I'm reading this online book on neural networks, in which it's mentioned that sigmoid activation function is used instead of perceptron, because in sigmoid function we can change the output if we slightly change the input weights and bias.
This property of sigmoid is useful when we want to get desired output by approximating weights and bias (to learn feature).
I completely understand this concept, but mathematically the change in output is given by following equation, which I don't understand:
$${\Delta}output \approx \sum_j \frac{\delta{output}}{\delta{w_j}}\Delta{w_j} + \frac{\delta{output}}{\delta{b}}\Delta{b}$$
Is there any general rule for computing approx change? The equation for actual output is:
$$output = w{\cdot}x + b$$
Best Answer
Firstly, as a small aside, the output of a sigmoid is given by $$\frac{1}{1 + \exp(-\sum_j w_j x_j - b)},$$ where the $x_j$ are inputs, $w_j$ are weights, and $b$ is a bias (roughly defining the threshold). It may be helpful to know that the mathematical world refers to such a function as a logistic curve.

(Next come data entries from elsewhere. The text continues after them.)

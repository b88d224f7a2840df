//! Keyword classifier tests.

use fabula_interface::Classifier;
use fabula_pipeline::{
    FEEDBACK_FALLBACK_CHARS, KeywordClassifier, NEGATIVE_PATTERNS, POSITIVE_PATTERNS,
};

#[test]
fn test_scenario_approving_critique() {
    let classifier = KeywordClassifier::new();
    let verdict = classifier.classify("Está adequado e aprovado, muito bom.");
    assert!(verdict.approved);
}

#[test]
fn test_scenario_rejecting_critique() {
    let classifier = KeywordClassifier::new();
    let verdict =
        classifier.classify("Este item é inadequado, apresenta problemas que precisam melhorar.");
    assert!(!verdict.approved);
}

#[test]
fn test_substring_keywords_count_on_both_sides() {
    let classifier = KeywordClassifier::new();
    let critique = "inadequado";
    // "adequado" is inside "inadequado"
    assert_eq!(classifier.approval_count(critique), 1);
    assert_eq!(classifier.rejection_count(critique), 1);
}

#[test]
fn test_keywords_count_once_each() {
    let classifier = KeywordClassifier::new();
    assert_eq!(classifier.approval_count("bom bom bom"), 1);
    assert_eq!(classifier.rejection_count("erro erro"), 1);
}

#[test]
fn test_counting_ignores_case() {
    let classifier = KeywordClassifier::new();
    assert_eq!(classifier.approval_count("APROVADO"), 1);
    assert_eq!(classifier.rejection_count("PROBLEMA"), 1);
}

#[test]
fn test_rejection_majority_rejects() {
    let classifier = KeywordClassifier::new();
    let critiques = [
        "Há um erro grave e a história está ruim.",
        "Faltam critérios; resultado insatisfatório.",
        "Existem problemas e a estrutura está incorreta, apesar de boa apresentação.",
    ];
    for critique in critiques {
        assert!(
            classifier.rejection_count(critique) > classifier.approval_count(critique),
            "{critique}"
        );
        assert!(!classifier.classify(critique).approved, "{critique}");
    }
}

#[test]
fn test_approval_majority_approves() {
    let classifier = KeywordClassifier::new();
    let critiques = [
        "Histórias corretas, boas e válidas.",
        "O resultado é satisfatório e aceitável.",
        "Está aprovado, com um pequeno erro de digitação, mas bom e correto.",
    ];
    for critique in critiques {
        assert!(
            classifier.approval_count(critique) > classifier.rejection_count(critique),
            "{critique}"
        );
        assert!(classifier.classify(critique).approved, "{critique}");
    }
}

#[test]
fn test_tie_without_improvement_indicator_approves() {
    let classifier = KeywordClassifier::new();
    let critique = "Formato bom, mas há um erro.";
    assert_eq!(
        classifier.approval_count(critique),
        classifier.rejection_count(critique)
    );
    assert!(classifier.classify(critique).approved);
}

#[test]
fn test_tie_with_improvement_indicator_rejects() {
    let classifier = KeywordClassifier::new();
    let critique = "Formato bom, mas há um erro. Sugestão: refinar o título.";
    assert_eq!(
        classifier.approval_count(critique),
        classifier.rejection_count(critique)
    );
    assert!(classifier.has_improvement_indicator(critique));
    assert!(!classifier.classify(critique).approved);
}

#[test]
fn test_empty_critique_is_approved() {
    let classifier = KeywordClassifier::new();
    let verdict = classifier.classify("");
    assert!(verdict.approved);
    assert_eq!(verdict.feedback, "");
}

#[test]
fn test_classify_is_idempotent() {
    let classifier = KeywordClassifier::new();
    for critique in [
        "",
        "Está adequado e aprovado, muito bom.",
        "Este item é inadequado, apresenta problemas que precisam melhorar.",
        "Texto neutro sem vocabulário conhecido.",
    ] {
        assert_eq!(classifier.classify(critique), classifier.classify(critique));
    }
}

#[test]
fn test_rejection_feedback_collects_problem_lines() {
    let classifier = KeywordClassifier::new();
    let critique = "Análise:\nProblemas: faltam critérios de aceitação.\nÉ preciso corrigir o formato.\nSugestão: dividir a história.\nRecomendação extra.";

    let verdict = classifier.classify(critique);
    assert!(!verdict.approved);
    assert_eq!(
        verdict.feedback,
        "Problemas: faltam critérios de aceitação. corrigir o formato. Sugestão: dividir a história."
    );
}

#[test]
fn test_approval_feedback_collects_positive_lines() {
    let classifier = KeywordClassifier::new();
    let verdict = classifier.classify("Está adequado e aprovado, muito bom.");
    assert!(verdict.approved);
    assert_eq!(
        verdict.feedback,
        "bom. adequado e aprovado, muito bom. aprovado, muito bom."
    );
}

#[test]
fn test_feedback_falls_back_to_truncated_critique() {
    let classifier = KeywordClassifier::new();
    let critique = "x".repeat(250);

    let feedback = classifier.extract_feedback(&critique, true);
    assert_eq!(feedback.chars().count(), FEEDBACK_FALLBACK_CHARS + 3);
    assert!(feedback.ends_with("..."));
}

#[test]
fn test_short_unmatched_critique_is_kept_whole() {
    let classifier = KeywordClassifier::new();
    let feedback = classifier.extract_feedback("Sem comentários.", false);
    assert_eq!(feedback, "Sem comentários.");
}

#[test]
fn test_fallback_truncates_on_characters_not_bytes() {
    let classifier = KeywordClassifier::new();
    let critique = "ç".repeat(201);

    let feedback = classifier.extract_feedback(&critique, true);
    assert_eq!(feedback, format!("{}...", "ç".repeat(200)));
}

#[test]
fn test_feedback_is_matches_or_bounded_excerpt() {
    let classifier = KeywordClassifier::new();

    // A single long match is returned whole
    let long_line = format!("problema {}", "a".repeat(500));
    assert_eq!(classifier.classify(&long_line).feedback, long_line);

    // At most three matches are joined
    let many = "erro um\nerro dois\nerro três\nerro quatro";
    assert_eq!(
        classifier.classify(many).feedback,
        "erro um erro dois erro três"
    );

    // Without matches the excerpt stays within 200 characters plus the marker
    let neutral = "Texto neutro. ".repeat(40);
    let feedback = classifier.classify(&neutral).feedback;
    assert!(feedback.chars().count() <= FEEDBACK_FALLBACK_CHARS + 3);
}

#[test]
fn test_every_feedback_pattern_is_compiled() {
    let classifier = KeywordClassifier::new();
    let (positive, negative) = classifier.feedback_patterns();

    assert_eq!(positive.len(), POSITIVE_PATTERNS.len());
    assert_eq!(negative.len(), NEGATIVE_PATTERNS.len());
    assert_eq!(positive.len(), 3);
    assert_eq!(negative.len(), 3);
    for (compiled, source) in positive.iter().zip(POSITIVE_PATTERNS) {
        assert_eq!(compiled.as_str(), *source);
    }
    for (compiled, source) in negative.iter().zip(NEGATIVE_PATTERNS) {
        assert_eq!(compiled.as_str(), *source);
    }
}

This isn't important for this application. The important thing here is that the sigmoid function is a differentiable function in terms of $\vec{x}, \vec{w}$, and $b$. There is a very general way to approximate differentiable functions.
Given a continuously differentiable function $f(x)$, one can approximate $f(x_1)$ from a value $f(x_0)$ and the derivative, in terms of $$ f(x_1) \approx f(x_0) + (x_1 - x_0) f'(x_0). \tag{1}$$ Approximations of this form are ubiqitous, and they have many names. One might call this a linear approximation, or a one-dimensional Taylor approximation (in terms of Taylor polynomials). Or one might say that this follows immediately from the definition of a derivative, as $$ \lim_{x_1 \to x_0}\frac{f(x_1) - f(x_0)}{x_1 - x_0} = f'(x_0),$$ and thus for $x_1 \approx x_0$, the approximation in $(1)$ is a good approximation. The point here is that one can use linear approximations to approximate differentiable functions (and indeed, to be "differentiable" is essentially to have good linear approximations at every point).

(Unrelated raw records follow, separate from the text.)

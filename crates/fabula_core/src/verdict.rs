//! Classifier verdicts.

use serde::{Deserialize, Serialize};

/// Approved/rejected outcome of a critique plus the extracted feedback.
///
/// A verdict has no identity of its own; it is derived purely from the
/// critique text it classifies.
///
/// # Examples
///
/// ```
/// use fabula_core::Verdict;
///
/// let verdict = Verdict::rejected("Faltam critérios de aceitação");
/// assert!(!verdict.approved);
/// ```
#[derive(Debug, Clone, PartialEq, Eq, Hash, Serialize, Deserialize)]
pub struct Verdict {
    /// Whether the critique approves the candidate
    pub approved: bool,
    /// Short excerpt of the critique backing the decision
    pub feedback: String,
}

impl Verdict {
    /// An approving verdict.
    pub fn approved(feedback: impl Into<String>) -> Self {
        Self {
            approved: true,
            feedback: feedback.into(),
        }
    }

    /// A rejecting verdict.
    pub fn rejected(feedback: impl Into<String>) -> Self {
        Self {
            approved: false,
            feedback: feedback.into(),
        }
    }
}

Let's now apply this idea in more variables, and let's look at the function $f(x,w,b)$, where each of $x, w$, and $b$ are real numbers. This is a one-input+one-weight example in terms of neural networks.

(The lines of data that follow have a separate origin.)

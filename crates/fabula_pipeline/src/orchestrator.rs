//! The generate, validate and retry control loop.

use crate::{KeywordClassifier, PromptComposer, PromptKind};
use fabula_config::FabulaConfig;
use fabula_core::{Attempt, FailureKind, GenerationResult, Message, TaskResult};
use fabula_error::{PipelineError, PipelineErrorKind, PipelineResult, ProviderErrorKind};
use fabula_interface::{Classifier, CompletionDriver};
use tracing::{debug, error, info, instrument, warn};

/// Separator placed between the working text and the feedback it absorbs.
pub const FEEDBACK_SEPARATOR: &str = "\n\nFeedback for correction: ";

/// Drives generation and validation until a candidate is approved or the
/// attempt budget runs out.
///
/// Every call awaits strictly in order: a validation never starts before
/// its generation finishes, and a retry never starts before the previous
/// validation finishes. The orchestrator holds no per-run state, so one
/// instance serves any number of sequential or concurrent runs.
pub struct AutoCorrectionOrchestrator<D: CompletionDriver> {
    driver: D,
    composer: PromptComposer,
    classifier: Box<dyn Classifier>,
    max_attempts: usize,
}

impl<D: CompletionDriver> AutoCorrectionOrchestrator<D> {
    /// Create an orchestrator using the keyword classifier.
    ///
    /// # Errors
    ///
    /// Returns `InvalidMaxAttempts` if `max_attempts` is zero.
    pub fn new(driver: D, composer: PromptComposer, max_attempts: usize) -> PipelineResult<Self> {
        check_max_attempts(max_attempts)?;
        Ok(Self {
            driver,
            composer,
            classifier: Box::new(KeywordClassifier::new()),
            max_attempts,
        })
    }

    /// Create an orchestrator from the loaded configuration.
    ///
    /// # Errors
    ///
    /// Returns `InvalidMaxAttempts` if the configured budget is zero.
    pub fn from_config(driver: D, config: &FabulaConfig) -> PipelineResult<Self> {
        Self::new(
            driver,
            PromptComposer::new(config.prompts.clone()),
            *config.pipeline.max_attempts(),
        )
    }

    /// Replace the classifier.
    pub fn with_classifier(mut self, classifier: Box<dyn Classifier>) -> Self {
        self.classifier = classifier;
        self
    }

    /// Replace the attempt budget.
    ///
    /// # Errors
    ///
    /// Returns `InvalidMaxAttempts` if `max_attempts` is zero.
    pub fn with_max_attempts(mut self, max_attempts: usize) -> PipelineResult<Self> {
        check_max_attempts(max_attempts)?;
        self.max_attempts = max_attempts;
        Ok(self)
    }

    /// Attempt budget per run.
    pub fn max_attempts(&self) -> usize {
        self.max_attempts
    }

    /// The completion driver.
    pub fn driver(&self) -> &D {
        &self.driver
    }

    /// The prompt composer.
    pub fn composer(&self) -> &PromptComposer {
        &self.composer
    }

    /// Generate user stories from `source_text`, validating and correcting
    /// until approved or the budget is spent.
    ///
    /// Never returns an error: failures are reported in the result, which
    /// always carries every recorded attempt.
    #[instrument(
        skip(self, source_text, observations),
        fields(
            provider = self.driver.provider_name(),
            max_attempts = self.max_attempts,
            source_len = source_text.len(),
            has_observations = observations.is_some_and(|o| !o.trim().is_empty()),
        )
    )]
    pub async fn run(&self, source_text: &str, observations: Option<&str>) -> GenerationResult {
        let provider = self.driver.provider_name();
        let mut working_text = source_text.to_string();
        let mut attempts: Vec<Attempt> = Vec::with_capacity(self.max_attempts);

        for attempt_index in 0..self.max_attempts {
            let attempt_number = attempt_index + 1;
            debug!(attempt = attempt_number, "Generating candidate");

            let generation = self.composer.generation_messages(&working_text, observations);
            let generated = match self.driver.complete(&generation).await {
                Ok(content) => content,
                Err(e) => {
                    return self.hard_failure(attempts, PipelineErrorKind::Generation(e.kind));
                }
            };

            debug!(attempt = attempt_number, chars = generated.len(), "Validating candidate");

            let validation = self.composer.validation_messages(&generated);
            let critique = match self.driver.complete(&validation).await {
                Ok(critique) => critique,
                Err(e) => {
                    return self.hard_failure(
                        attempts,
                        PipelineErrorKind::ValidationUnavailable(e.kind),
                    );
                }
            };

            let verdict = self.classifier.classify(&critique);
            let attempt = Attempt::new(attempt_number, generated, critique, verdict);
            let approved = attempt.is_approved();
            let feedback = attempt.feedback().clone();
            attempts.push(attempt);

            if approved {
                info!(attempts = attempt_number, "Candidate approved");
                return GenerationResult::approved(provider, attempts);
            }

            if attempt_number < self.max_attempts {
                warn!(
                    attempt = attempt_number,
                    feedback = %feedback,
                    "Candidate rejected, retrying with feedback"
                );
                working_text.push_str(FEEDBACK_SEPARATOR);
                working_text.push_str(&feedback);
            }
        }

        warn!(attempts = attempts.len(), "Every candidate was rejected");
        GenerationResult::exhausted(provider, attempts)
    }

    /// Executive summary of a meeting transcript in a single completion.
    #[instrument(skip(self, source_text, observations), fields(provider = self.driver.provider_name()))]
    pub async fn summarize(&self, source_text: &str, observations: Option<&str>) -> TaskResult {
        self.run_task(self.composer.summary_messages(source_text, observations))
            .await
    }

    /// Any catalog prompt in a single completion.
    #[instrument(skip(self, content), fields(provider = self.driver.provider_name(), kind = %kind))]
    pub async fn run_prompt(&self, kind: PromptKind, content: &str) -> TaskResult {
        self.run_task(self.composer.messages_for(kind, content)).await
    }

    async fn run_task(&self, messages: Vec<Message>) -> TaskResult {
        let provider = self.driver.provider_name();
        match self.driver.complete(&messages).await {
            Ok(content) => {
                debug!(chars = content.len(), "Task completed");
                TaskResult::completed(provider, content)
            }
            Err(e) => {
                let kind = PipelineErrorKind::Task(e.kind);
                let failure = failure_kind(&kind);
                let err = PipelineError::new(kind);
                error!(error = %err, "Task failed");
                TaskResult::failed(provider, failure, err.kind.to_string())
            }
        }
    }

    fn hard_failure(&self, attempts: Vec<Attempt>, kind: PipelineErrorKind) -> GenerationResult {
        let failure = failure_kind(&kind);
        let err = PipelineError::new(kind);
        error!(error = %err, recorded_attempts = attempts.len(), "Pipeline run failed");
        GenerationResult::hard_failure(
            self.driver.provider_name(),
            attempts,
            failure,
            err.kind.to_string(),
        )
    }
}

impl<D: CompletionDriver + std::fmt::Debug> std::fmt::Debug for AutoCorrectionOrchestrator<D> {
    fn fmt(&self, f: &mut std::fmt::Formatter<'_>) -> std::fmt::Result {
        f.debug_struct("AutoCorrectionOrchestrator")
            .field("driver", &self.driver)
            .field("composer", &self.composer)
            .field("max_attempts", &self.max_attempts)
            .finish_non_exhaustive()
    }
}

fn check_max_attempts(max_attempts: usize) -> PipelineResult<()> {
    if max_attempts < 1 {
        return Err(PipelineError::new(PipelineErrorKind::InvalidMaxAttempts(
            max_attempts,
        )));
    }
    Ok(())
}

fn failure_kind(kind: &PipelineErrorKind) -> FailureKind {
    match kind {
        PipelineErrorKind::ValidationUnavailable(_) => FailureKind::ValidationUnavailable,
        PipelineErrorKind::InvalidMaxAttempts(_) => FailureKind::ConfigurationMissing,
        PipelineErrorKind::Generation(provider) | PipelineErrorKind::Task(provider) => {
            match provider {
                ProviderErrorKind::ConfigurationMissing(_) => FailureKind::ConfigurationMissing,
                ProviderErrorKind::Unavailable { .. }
                | ProviderErrorKind::Timeout(_)
                | ProviderErrorKind::Transport(_) => FailureKind::ProviderUnavailable,
                ProviderErrorKind::Status { .. } | ProviderErrorKind::Parse(_) => {
                    FailureKind::ProviderError
                }
            }
        }
    }
}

In terms of varying $w$ and $b$ (which reflects the dependence of the function on the weights and bias, given the same inputs), the linear approximation to $f$ is given by $$ f(x, w_1, b_1) \approx f(x, w_0, b_0) + \frac{\partial}{\partial w} f(x, w_0, b_0) [w_1 - w_0] + \frac{\partial}{\partial b} f(x, w_0, b_0) [b_1 - b_0].$$ If this a new idea, you can also think of this as a naive linear approximation, or a two-dimensional Taylor approximation, or essentially the definition of a derivative. Rearranging, we get that $$ f(x, w_1, b_1) - f(x, w_0, b_0) \approx \frac{\partial}{\partial w} f(x, w_0, b_0) [w_1 - w_0] + \frac{\partial}{\partial b} f(x, w_0, b_0) [b_1 - b_0],$$ which is precisely $$ \Delta f \approx \frac{\partial f}{\partial w} \Delta w + \frac{\partial f}{\partial b} \Delta b.$$
Increasing this to higher dimensions is a small task, as it's essentially the same. The overarching idea is to use a linear approximation, and to recognize that derivatives are precisely linear approximations. For a slightly different phrasing, you might look at the definition of the total derivative on Wikipedia, as this is a first-principles linear approximation.
Good luck in your studies!